Once I get gnawing, I grab armfuls of dirt

From some community garden

About to be bulldozed to make way for another condom,

Drop it in the bathtub and turn on the showerhead

To have some mud to mate with.

I plant corn on graves until Hendrix

Or at least Charlie Parker comes back to play taps

And deer hold “Take Back the Night” rallies in the suburbs.

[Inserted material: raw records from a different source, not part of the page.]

#[cfg(test)]
mod tests {
    use axum::{
        body::Body,
        http::{Request, StatusCode},
    };
    use http_body_util::BodyExt;
    use migration::{Migrator, MigratorTrait};
    use platform_authn::AuthConfig;
    use sea_orm::{ConnectOptions, Database};
    use serde_json::{Value, json};
    use tower::ServiceExt;

    use super::*;

    async fn test_router() -> Router {
        let mut options = ConnectOptions::new("sqlite::memory:");
        options.max_connections(1).sqlx_logging(false);
        let pool = Database::connect(options).await.unwrap();
        Migrator::up(&pool, None).await.unwrap();
        let config = AppConfig {
            auth: AuthConfig {
                jwt_secret: b"0123456789abcdef0123456789abcdef".to_vec(),
                ..AuthConfig::default()
            },
            cors_allowed_origins: Vec::new(),
        };
        build_router(AppState::new(pool, Arc::new(config)))
    }

    async fn send(
        router: &Router,
        method: &str,
        uri: &str,
        token: Option<&str>,
        body: Option<Value>,
    ) -> (StatusCode, Value) {
        let mut builder = Request::builder().method(method).uri(uri);
        if let Some(token) = token {
            builder = builder.header("authorization", format!("Bearer {token}"));
        }
        let request = match body {
            Some(body) => builder
                .header("content-type", "application/json")
                .body(Body::from(body.to_string()))
                .unwrap(),
            None => builder.body(Body::empty()).unwrap(),
        };
        let response = router.clone().oneshot(request).await.unwrap();
        let status = response.status();
        let bytes = response.into_body().collect().await.unwrap().to_bytes();
        let value = if bytes.is_empty() {
            Value::Null
        } else {
            serde_json::from_slice(&bytes).unwrap()
        };
        (status, value)
    }

    /// Signs up and signs in; returns the account id and the token pair.
    async fn register(router: &Router, email: &str) -> (String, Value) {
        let (status, account) = send(
            router,
            "POST",
            "/auth/sign-up",
            None,
            Some(json!({
                "email": email,
                "password": "correct horse",
                "display_name": "Someone",
            })),
        )
        .await;
        assert_eq!(status, StatusCode::CREATED);
        let (status, tokens) = send(
            router,
            "POST",
            "/auth/sign-in",
            None,
            Some(json!({ "email": email, "password": "correct horse" })),
        )
        .await;
        assert_eq!(status, StatusCode::OK);
        (account["id"].as_str().unwrap().to_string(), tokens)
    }

    fn access(tokens: &Value) -> &str {
        tokens["access_token"].as_str().unwrap()
    }

    #[tokio::test]
    async fn health_reports_database() {
        let router = test_router().await;
        let (status, body) = send(&router, "GET", "/health", None, None).await;
        assert_eq!(status, StatusCode::OK);
        assert_eq!(body["db_ok"], true);
    }

    #[tokio::test]
    async fn missing_bearer_is_unauthenticated() {
        let router = test_router().await;
        let (status, body) = send(&router, "GET", "/tags", None, None).await;
        assert_eq!(status, StatusCode::UNAUTHORIZED);
        assert_eq!(body["code"], "UNAUTHENTICATED");
    }

    #[tokio::test]
    async fn wrong_password_is_unauthenticated() {
        let router = test_router().await;
        register(&router, "ada@example.com").await;
        let (status, _) = send(
            &router,
            "POST",
            "/auth/sign-in",
            None,
            Some(json!({ "email": "ada@example.com", "password": "battery staple" })),
        )
        .await;
        assert_eq!(status, StatusCode::UNAUTHORIZED);
    }

    #[tokio::test]
    async fn owner_updates_own_account_but_not_others() {
        let router = test_router().await;
        let (ada, ada_tokens) = register(&router, "ada@example.com").await;
        let (grace, _) = register(&router, "grace@example.com").await;

        let (status, body) = send(
            &router,
            "PATCH",
            &format!("/accounts/{ada}"),
            Some(access(&ada_tokens)),
            Some(json!({ "display_name": "Ada", "bio": "engines" })),
        )
        .await;
        assert_eq!(status, StatusCode::OK);
        assert_eq!(body["display_name"], "Ada");
        assert_eq!(body["bio"], "engines");

        let (status, body) = send(
            &router,
            "PATCH",
            &format!("/accounts/{grace}"),
            Some(access(&ada_tokens)),
            Some(json!({ "display_name": "Mallory" })),
        )
        .await;
        assert_eq!(status, StatusCode::FORBIDDEN);
        assert_eq!(body["resource"], "account");
        assert_eq!(body["action"], "update");

        let (status, _) = send(
            &router,
            "GET",
            &format!("/accounts/{grace}/sensitive"),
            Some(access(&ada_tokens)),
            None,
        )
        .await;
        assert_eq!(status, StatusCode::FORBIDDEN);
    }

    #[tokio::test]
    async fn only_owner_edits_challenge_and_likes_are_unique() {
        let router = test_router().await;
        let (_, owner) = register(&router, "owner@example.com").await;
        let (other_id, other) = register(&router, "other@example.com").await;

        let (status, challenge) = send(
            &router,
            "POST",
            "/challenges",
            Some(access(&owner)),
            Some(json!({ "title": "Run 5k", "description": "every day" })),
        )
        .await;
        assert_eq!(status, StatusCode::CREATED);
        let id = challenge["id"].as_str().unwrap().to_string();

        let (status, body) = send(
            &router,
            "PATCH",
            &format!("/challenges/{id}"),
            Some(access(&other)),
            Some(json!({ "title": "Run 1k" })),
        )
        .await;
        assert_eq!(status, StatusCode::FORBIDDEN);
        assert_eq!(body["resource"], "challenge");

        let (status, _) = send(
            &router,
            "PUT",
            &format!("/challenges/{id}/likes"),
            Some(access(&other)),
            None,
        )
        .await;
        assert_eq!(status, StatusCode::CREATED);
        let (status, body) = send(
            &router,
            "PUT",
            &format!("/challenges/{id}/likes"),
            Some(access(&other)),
            None,
        )
        .await;
        assert_eq!(status, StatusCode::CONFLICT);
        assert_eq!(body["code"], "CONFLICT");

        let (status, _) = send(
            &router,
            "DELETE",
            &format!("/challenges/{id}/likes/{other_id}"),
            Some(access(&owner)),
            None,
        )
        .await;
        assert_eq!(status, StatusCode::FORBIDDEN);

        let (status, body) = send(
            &router,
            "GET",
            &format!("/challenges/{id}"),
            Some(access(&other)),
            None,
        )
        .await;
        assert_eq!(status, StatusCode::OK);
        assert_eq!(body["likes"], 1);
    }

    #[tokio::test]
    async fn tag_connection_requires_challenge_owner() {
        let router = test_router().await;
        let (_, owner) = register(&router, "owner@example.com").await;
        let (_, other) = register(&router, "other@example.com").await;

        let (_, challenge) = send(
            &router,
            "POST",
            "/challenges",
            Some(access(&owner)),
            Some(json!({ "title": "Read daily" })),
        )
        .await;
        let id = challenge["id"].as_str().unwrap().to_string();
        let (status, tag) = send(
            &router,
            "POST",
            "/tags",
            Some(access(&other)),
            Some(json!({ "name": " Books " })),
        )
        .await;
        assert_eq!(status, StatusCode::CREATED);
        assert_eq!(tag["name"], "books");
        let tag_id = tag["id"].as_str().unwrap().to_string();

        let uri = format!("/challenges/{id}/tags/{tag_id}");
        let (status, _) = send(&router, "PUT", &uri, Some(access(&other)), None).await;
        assert_eq!(status, StatusCode::FORBIDDEN);
        let (status, _) = send(&router, "PUT", &uri, Some(access(&owner)), None).await;
        assert_eq!(status, StatusCode::NO_CONTENT);

        let (status, _) = send(
            &router,
            "DELETE",
            &format!("/tags/{tag_id}"),
            Some(access(&owner)),
            None,
        )
        .await;
        assert_eq!(status, StatusCode::FORBIDDEN);
    }

    #[tokio::test]
    async fn signed_out_refresh_token_is_rejected() {
        let router = test_router().await;
        let (_, tokens) = register(&router, "ada@example.com").await;
        let refresh_token = tokens["refresh_token"].as_str().unwrap().to_string();
        let refresh_request = |uri: &str| {
            Request::builder()
                .method("POST")
                .uri(uri)
                .header(REFRESH_TOKEN_HEADER, refresh_token.as_str())
                .body(Body::empty())
                .unwrap()
        };

        let response = router
            .clone()
            .oneshot(refresh_request("/auth/refresh"))
            .await
            .unwrap();
        assert_eq!(response.status(), StatusCode::OK);

        let response = router
            .clone()
            .oneshot(refresh_request("/auth/sign-out"))
            .await
            .unwrap();
        assert_eq!(response.status(), StatusCode::NO_CONTENT);

        let response = router
            .clone()
            .oneshot(refresh_request("/auth/refresh"))
            .await
            .unwrap();
        assert_eq!(response.status(), StatusCode::UNAUTHORIZED);
    }

    #[tokio::test]
    async fn refresh_token_is_not_a_bearer() {
        let router = test_router().await;
        let (_, tokens) = register(&router, "ada@example.com").await;
        let refresh_token = tokens["refresh_token"].as_str().unwrap();
        let (status, _) = send(&router, "GET", "/tags", Some(refresh_token), None).await;
        assert_eq!(status, StatusCode::UNAUTHORIZED);
    }
}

The population bomb explodes backwards.

I remove enough fat to get my ribs back

Without Eve . . . and her promises . . .

Then I turn on the heat and kneel before the coffee girls

The better to pop the pimple you call earth

And ram a couple of bottling plants

Down the carbonated throat of the sky

Until the sun comes in, bright but cold

Like the city I’m trying to escape with paint

Or by being shipped in on hand trucks like live lobsters

No one can handle till the head chef

Rings up a striking basketball player

Who could use a little cash

(if this takes awhile, good; let them know hunger in their bibs)

Who ends up liking the job so much

It’s the end of sports as we know it.

Then Saturn shines as bright and big as the moon

And it’s not even dark enough to be warm yet.

Mostly, though, I watch dust motes, and see

I cannot be consumed unless I’m consuming.